Segment Open
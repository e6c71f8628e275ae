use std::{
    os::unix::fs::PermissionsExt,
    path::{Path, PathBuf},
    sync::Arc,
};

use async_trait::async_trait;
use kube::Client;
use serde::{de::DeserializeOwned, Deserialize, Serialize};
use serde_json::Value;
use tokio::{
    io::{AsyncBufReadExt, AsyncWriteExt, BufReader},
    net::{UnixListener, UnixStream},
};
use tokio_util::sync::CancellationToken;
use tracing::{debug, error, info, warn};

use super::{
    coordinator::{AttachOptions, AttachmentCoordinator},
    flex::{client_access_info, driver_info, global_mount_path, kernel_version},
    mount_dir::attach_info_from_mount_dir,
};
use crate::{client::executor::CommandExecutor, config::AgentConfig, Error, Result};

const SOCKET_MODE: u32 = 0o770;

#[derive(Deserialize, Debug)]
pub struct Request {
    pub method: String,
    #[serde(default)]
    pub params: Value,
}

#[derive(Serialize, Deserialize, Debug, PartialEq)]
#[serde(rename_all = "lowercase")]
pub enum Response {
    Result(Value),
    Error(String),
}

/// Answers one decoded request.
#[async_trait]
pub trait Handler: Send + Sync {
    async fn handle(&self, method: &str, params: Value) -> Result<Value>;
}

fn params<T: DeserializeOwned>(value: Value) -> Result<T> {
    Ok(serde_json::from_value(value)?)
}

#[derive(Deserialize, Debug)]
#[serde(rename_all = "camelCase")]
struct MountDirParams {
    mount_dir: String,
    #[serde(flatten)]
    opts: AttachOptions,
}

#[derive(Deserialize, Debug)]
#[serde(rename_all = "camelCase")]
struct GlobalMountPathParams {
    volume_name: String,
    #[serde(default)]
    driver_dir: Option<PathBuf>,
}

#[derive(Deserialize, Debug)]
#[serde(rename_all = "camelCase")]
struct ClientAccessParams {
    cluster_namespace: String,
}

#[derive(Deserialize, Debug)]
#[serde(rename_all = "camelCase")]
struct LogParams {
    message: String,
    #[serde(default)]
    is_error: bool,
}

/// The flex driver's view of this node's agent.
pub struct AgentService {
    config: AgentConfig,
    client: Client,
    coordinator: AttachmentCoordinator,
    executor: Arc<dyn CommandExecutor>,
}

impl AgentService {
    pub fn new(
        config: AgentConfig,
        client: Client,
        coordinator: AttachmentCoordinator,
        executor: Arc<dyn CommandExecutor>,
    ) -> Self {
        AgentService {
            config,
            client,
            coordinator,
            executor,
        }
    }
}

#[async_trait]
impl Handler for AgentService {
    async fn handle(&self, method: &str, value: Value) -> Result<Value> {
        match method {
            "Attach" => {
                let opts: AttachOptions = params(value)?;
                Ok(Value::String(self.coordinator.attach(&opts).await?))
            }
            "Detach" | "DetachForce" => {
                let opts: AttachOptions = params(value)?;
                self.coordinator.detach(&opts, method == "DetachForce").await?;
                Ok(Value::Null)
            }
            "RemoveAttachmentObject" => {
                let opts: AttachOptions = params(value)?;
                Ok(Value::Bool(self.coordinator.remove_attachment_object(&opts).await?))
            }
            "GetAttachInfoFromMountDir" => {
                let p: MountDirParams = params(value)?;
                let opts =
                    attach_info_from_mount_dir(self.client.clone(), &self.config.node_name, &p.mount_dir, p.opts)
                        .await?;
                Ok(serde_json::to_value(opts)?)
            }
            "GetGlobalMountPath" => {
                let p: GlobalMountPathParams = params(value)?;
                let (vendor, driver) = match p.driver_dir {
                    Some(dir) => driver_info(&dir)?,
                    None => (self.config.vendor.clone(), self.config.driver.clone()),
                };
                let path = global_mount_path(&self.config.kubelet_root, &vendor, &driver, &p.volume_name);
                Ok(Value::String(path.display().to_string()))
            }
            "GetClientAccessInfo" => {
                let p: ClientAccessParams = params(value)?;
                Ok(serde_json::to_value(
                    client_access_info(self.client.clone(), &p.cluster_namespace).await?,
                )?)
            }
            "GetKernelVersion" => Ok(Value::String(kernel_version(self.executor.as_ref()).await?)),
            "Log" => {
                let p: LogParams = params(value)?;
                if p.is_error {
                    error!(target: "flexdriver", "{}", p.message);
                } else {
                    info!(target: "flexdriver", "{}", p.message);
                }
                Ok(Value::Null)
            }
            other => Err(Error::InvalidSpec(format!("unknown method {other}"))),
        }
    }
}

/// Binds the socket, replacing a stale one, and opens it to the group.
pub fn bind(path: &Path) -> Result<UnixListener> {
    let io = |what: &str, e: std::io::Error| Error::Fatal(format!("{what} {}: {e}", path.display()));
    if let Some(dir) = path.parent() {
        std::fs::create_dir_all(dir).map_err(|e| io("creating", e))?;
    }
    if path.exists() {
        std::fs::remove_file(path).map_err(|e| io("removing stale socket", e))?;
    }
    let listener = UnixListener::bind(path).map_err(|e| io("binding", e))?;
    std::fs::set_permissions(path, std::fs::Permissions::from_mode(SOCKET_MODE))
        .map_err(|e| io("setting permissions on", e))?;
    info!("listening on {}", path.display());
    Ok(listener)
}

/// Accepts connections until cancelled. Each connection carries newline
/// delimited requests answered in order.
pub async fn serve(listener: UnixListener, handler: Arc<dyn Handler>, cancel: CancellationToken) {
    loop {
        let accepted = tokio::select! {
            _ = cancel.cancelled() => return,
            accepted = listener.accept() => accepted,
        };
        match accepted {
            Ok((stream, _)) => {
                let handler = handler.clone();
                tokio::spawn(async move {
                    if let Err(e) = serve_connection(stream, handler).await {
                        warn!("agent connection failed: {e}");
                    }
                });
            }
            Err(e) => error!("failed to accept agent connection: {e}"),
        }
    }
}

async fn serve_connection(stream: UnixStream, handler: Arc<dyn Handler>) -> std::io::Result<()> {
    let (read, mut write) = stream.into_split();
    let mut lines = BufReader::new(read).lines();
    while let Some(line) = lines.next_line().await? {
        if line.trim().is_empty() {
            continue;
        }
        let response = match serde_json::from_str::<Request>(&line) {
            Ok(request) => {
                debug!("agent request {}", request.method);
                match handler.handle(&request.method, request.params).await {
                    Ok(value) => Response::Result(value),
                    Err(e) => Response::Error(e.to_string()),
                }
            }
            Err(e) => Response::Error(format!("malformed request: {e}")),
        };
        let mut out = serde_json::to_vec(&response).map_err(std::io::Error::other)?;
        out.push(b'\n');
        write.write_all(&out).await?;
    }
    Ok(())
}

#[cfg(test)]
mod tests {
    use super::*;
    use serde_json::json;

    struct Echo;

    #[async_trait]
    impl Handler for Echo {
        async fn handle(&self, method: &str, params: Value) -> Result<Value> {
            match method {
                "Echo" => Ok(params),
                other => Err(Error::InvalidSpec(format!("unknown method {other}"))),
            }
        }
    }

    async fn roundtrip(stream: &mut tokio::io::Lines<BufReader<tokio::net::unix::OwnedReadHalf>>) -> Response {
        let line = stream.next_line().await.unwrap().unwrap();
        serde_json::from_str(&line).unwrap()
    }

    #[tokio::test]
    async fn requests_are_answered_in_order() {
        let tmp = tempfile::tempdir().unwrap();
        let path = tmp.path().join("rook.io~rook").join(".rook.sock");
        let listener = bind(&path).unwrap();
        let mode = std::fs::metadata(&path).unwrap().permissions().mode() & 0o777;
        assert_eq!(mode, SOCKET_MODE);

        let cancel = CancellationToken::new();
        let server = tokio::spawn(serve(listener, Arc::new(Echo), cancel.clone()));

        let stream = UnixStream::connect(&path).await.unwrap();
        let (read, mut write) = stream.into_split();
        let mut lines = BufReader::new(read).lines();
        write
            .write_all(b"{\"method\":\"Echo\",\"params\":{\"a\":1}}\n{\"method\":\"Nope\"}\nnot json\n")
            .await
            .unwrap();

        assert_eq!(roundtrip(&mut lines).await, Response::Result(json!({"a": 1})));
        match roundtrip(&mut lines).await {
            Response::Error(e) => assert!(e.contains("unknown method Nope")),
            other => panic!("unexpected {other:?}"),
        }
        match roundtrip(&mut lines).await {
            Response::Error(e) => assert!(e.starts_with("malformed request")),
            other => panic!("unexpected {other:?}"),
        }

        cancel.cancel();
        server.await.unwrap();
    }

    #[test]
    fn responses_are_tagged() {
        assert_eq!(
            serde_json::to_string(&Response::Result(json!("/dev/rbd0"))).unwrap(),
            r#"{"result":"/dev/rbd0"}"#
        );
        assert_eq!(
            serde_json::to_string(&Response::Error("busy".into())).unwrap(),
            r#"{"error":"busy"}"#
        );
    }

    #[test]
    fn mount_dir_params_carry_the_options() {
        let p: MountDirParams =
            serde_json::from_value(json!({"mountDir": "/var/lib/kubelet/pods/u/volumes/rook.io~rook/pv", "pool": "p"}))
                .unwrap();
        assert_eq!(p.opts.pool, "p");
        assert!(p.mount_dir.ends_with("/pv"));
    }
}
Segment Closed
Segment Open
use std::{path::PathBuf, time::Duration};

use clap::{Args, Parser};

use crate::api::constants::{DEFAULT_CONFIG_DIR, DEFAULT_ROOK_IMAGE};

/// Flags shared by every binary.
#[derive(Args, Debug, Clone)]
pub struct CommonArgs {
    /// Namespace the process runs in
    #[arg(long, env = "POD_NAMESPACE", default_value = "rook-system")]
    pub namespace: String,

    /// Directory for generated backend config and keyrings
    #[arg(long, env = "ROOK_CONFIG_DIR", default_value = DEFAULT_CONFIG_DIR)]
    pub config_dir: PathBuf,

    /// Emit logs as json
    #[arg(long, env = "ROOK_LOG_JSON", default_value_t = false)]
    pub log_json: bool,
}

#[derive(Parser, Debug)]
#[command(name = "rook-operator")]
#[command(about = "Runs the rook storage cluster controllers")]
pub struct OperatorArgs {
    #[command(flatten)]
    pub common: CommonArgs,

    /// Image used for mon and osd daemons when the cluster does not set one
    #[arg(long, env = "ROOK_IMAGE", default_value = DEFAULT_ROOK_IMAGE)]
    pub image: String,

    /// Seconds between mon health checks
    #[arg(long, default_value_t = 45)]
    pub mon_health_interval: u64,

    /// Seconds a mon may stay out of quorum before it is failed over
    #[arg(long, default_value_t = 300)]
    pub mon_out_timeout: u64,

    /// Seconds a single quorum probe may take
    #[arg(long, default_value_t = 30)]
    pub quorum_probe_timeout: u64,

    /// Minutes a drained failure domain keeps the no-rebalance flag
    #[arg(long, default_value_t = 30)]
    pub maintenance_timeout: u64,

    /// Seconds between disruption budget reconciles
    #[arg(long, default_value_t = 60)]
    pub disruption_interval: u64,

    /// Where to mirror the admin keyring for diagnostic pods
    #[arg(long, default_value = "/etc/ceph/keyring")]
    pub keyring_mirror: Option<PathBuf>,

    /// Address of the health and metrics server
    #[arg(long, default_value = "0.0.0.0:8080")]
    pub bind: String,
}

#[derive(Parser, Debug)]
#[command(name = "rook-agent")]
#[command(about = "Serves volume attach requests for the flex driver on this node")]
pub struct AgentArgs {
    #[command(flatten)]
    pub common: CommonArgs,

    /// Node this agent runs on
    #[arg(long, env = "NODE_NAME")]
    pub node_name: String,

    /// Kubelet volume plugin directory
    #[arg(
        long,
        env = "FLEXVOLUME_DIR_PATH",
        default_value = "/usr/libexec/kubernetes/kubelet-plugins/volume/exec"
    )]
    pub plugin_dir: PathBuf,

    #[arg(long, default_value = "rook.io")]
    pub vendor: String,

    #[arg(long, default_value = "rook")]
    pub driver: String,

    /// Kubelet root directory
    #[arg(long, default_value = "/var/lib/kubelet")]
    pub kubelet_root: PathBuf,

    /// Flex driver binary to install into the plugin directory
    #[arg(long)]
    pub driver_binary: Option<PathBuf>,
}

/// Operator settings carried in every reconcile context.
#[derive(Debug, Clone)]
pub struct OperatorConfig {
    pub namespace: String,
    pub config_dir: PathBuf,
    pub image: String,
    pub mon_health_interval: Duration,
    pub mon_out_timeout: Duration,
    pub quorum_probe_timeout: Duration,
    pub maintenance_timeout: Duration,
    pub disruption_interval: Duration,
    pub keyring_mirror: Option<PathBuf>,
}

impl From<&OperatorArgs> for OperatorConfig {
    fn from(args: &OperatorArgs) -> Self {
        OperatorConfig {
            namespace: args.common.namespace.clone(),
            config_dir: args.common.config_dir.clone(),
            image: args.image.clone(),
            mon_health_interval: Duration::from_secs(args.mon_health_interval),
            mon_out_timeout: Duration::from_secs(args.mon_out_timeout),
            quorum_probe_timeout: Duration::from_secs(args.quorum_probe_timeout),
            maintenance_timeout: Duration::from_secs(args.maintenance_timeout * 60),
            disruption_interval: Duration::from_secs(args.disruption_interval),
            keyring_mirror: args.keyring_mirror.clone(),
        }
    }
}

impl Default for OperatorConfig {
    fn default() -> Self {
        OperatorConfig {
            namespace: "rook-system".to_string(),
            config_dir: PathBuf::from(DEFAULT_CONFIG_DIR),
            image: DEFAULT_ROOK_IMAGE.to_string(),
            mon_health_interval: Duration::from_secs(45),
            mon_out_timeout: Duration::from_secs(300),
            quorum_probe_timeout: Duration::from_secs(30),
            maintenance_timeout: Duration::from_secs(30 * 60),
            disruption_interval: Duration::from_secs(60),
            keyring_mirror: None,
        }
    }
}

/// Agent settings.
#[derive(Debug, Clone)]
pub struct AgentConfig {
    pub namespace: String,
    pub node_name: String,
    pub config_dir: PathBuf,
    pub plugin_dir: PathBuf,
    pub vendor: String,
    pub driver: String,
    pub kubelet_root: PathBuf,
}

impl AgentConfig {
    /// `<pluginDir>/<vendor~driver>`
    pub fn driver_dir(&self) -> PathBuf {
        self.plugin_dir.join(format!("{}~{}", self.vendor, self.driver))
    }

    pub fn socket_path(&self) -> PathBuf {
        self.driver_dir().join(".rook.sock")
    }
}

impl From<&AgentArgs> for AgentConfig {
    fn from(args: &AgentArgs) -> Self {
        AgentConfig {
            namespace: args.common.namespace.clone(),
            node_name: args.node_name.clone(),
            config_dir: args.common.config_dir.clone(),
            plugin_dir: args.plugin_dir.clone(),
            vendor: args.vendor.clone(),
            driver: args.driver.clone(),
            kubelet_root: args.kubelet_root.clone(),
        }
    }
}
Segment Closed
__Exercise directions__. Would you print exactly and only the lines of the material above that run from the line with "async fn roundtrip(stream: &mut" through the line with "let tmp = tempfile::tempdir().unwrap();", both included?

__Expected answer__.
    async fn roundtrip(stream: &mut tokio::io::Lines<BufReader<tokio::net::unix::OwnedReadHalf>>) -> Response {
        let line = stream.next_line().await.unwrap().unwrap();
        serde_json::from_str(&line).unwrap()
    }

    #[tokio::test]
    async fn requests_are_answered_in_order() {
        let tmp = tempfile::tempdir().unwrap();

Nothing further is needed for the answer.